In the listing below, find the line containing "of a service." and the line containing "this one asynchronously.". Repeat exactly those two lines and every line between them.

*** Opening of INFORMATION SHOWN ***

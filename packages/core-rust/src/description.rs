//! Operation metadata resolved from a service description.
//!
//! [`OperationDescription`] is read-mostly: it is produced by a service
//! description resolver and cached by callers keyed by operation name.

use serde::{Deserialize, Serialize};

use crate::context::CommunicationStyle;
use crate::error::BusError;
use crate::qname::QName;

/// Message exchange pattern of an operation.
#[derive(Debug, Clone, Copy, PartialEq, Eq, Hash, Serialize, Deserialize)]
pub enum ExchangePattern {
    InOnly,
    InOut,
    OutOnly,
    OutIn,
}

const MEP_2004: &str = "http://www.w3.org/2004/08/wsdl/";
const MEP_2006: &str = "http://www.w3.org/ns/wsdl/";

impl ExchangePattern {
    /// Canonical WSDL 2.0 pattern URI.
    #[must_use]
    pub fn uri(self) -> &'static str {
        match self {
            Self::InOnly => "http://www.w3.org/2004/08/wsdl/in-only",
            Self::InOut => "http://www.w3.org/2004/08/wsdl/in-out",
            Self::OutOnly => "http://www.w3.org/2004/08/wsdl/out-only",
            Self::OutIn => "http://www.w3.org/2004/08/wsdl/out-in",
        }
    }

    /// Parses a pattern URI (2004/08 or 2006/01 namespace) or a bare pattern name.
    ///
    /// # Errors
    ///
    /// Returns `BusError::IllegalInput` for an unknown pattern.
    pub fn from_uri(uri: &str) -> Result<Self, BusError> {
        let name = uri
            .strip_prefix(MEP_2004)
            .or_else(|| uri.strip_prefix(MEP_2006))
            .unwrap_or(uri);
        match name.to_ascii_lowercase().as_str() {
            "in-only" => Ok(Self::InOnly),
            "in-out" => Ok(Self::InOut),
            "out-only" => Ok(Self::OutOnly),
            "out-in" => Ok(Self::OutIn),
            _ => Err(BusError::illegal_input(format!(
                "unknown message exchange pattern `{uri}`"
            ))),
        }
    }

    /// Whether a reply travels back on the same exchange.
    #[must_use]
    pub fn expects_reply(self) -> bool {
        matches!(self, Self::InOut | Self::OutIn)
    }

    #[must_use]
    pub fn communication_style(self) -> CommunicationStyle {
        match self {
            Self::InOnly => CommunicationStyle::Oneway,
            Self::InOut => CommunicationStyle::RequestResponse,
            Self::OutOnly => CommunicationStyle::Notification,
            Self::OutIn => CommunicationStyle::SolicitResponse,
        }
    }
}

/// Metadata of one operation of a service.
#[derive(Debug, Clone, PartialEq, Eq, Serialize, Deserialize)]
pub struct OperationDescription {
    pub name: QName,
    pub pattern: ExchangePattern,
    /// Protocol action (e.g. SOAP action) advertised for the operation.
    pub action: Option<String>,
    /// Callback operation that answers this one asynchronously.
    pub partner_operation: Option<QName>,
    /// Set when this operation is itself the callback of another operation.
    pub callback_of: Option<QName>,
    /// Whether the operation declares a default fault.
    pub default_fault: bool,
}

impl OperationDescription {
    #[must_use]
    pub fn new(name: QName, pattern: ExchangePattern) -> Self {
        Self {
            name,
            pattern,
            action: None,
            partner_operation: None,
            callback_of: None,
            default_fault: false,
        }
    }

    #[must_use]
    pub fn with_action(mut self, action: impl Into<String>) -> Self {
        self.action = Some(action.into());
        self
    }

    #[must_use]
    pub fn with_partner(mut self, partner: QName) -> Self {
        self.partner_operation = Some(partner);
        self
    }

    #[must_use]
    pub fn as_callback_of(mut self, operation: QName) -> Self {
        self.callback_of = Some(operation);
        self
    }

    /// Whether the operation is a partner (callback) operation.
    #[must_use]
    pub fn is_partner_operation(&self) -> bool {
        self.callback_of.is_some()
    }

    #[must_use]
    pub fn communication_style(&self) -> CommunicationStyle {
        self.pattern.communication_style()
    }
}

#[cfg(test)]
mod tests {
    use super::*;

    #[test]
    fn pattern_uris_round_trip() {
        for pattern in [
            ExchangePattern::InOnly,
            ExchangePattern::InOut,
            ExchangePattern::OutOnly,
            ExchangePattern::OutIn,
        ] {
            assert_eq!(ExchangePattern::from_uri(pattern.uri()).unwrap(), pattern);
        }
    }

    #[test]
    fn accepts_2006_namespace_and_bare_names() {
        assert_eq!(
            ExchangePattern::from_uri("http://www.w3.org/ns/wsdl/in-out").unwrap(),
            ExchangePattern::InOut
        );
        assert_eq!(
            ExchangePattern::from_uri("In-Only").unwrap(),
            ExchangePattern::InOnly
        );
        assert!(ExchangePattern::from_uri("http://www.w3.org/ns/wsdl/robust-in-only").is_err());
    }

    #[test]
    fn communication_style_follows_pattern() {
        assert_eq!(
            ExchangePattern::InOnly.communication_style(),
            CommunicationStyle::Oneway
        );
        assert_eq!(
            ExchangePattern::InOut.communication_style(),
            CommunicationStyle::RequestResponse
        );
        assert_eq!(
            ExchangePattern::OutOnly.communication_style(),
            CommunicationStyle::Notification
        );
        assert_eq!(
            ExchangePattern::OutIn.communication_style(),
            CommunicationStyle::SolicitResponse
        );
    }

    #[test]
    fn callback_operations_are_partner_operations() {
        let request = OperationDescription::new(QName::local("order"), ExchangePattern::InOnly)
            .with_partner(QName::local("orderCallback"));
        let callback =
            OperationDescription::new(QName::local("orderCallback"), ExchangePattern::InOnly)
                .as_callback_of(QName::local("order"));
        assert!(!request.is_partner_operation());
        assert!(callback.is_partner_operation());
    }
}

*** Close of INFORMATION SHOWN ***

SOLUTION TO THE EXERCISE:
/// Metadata of one operation of a service.
#[derive(Debug, Clone, PartialEq, Eq, Serialize, Deserialize)]
pub struct OperationDescription {
    pub name: QName,
    pub pattern: ExchangePattern,
    /// Protocol action (e.g. SOAP action) advertised for the operation.
    pub action: Option<String>,
    /// Callback operation that answers this one asynchronously.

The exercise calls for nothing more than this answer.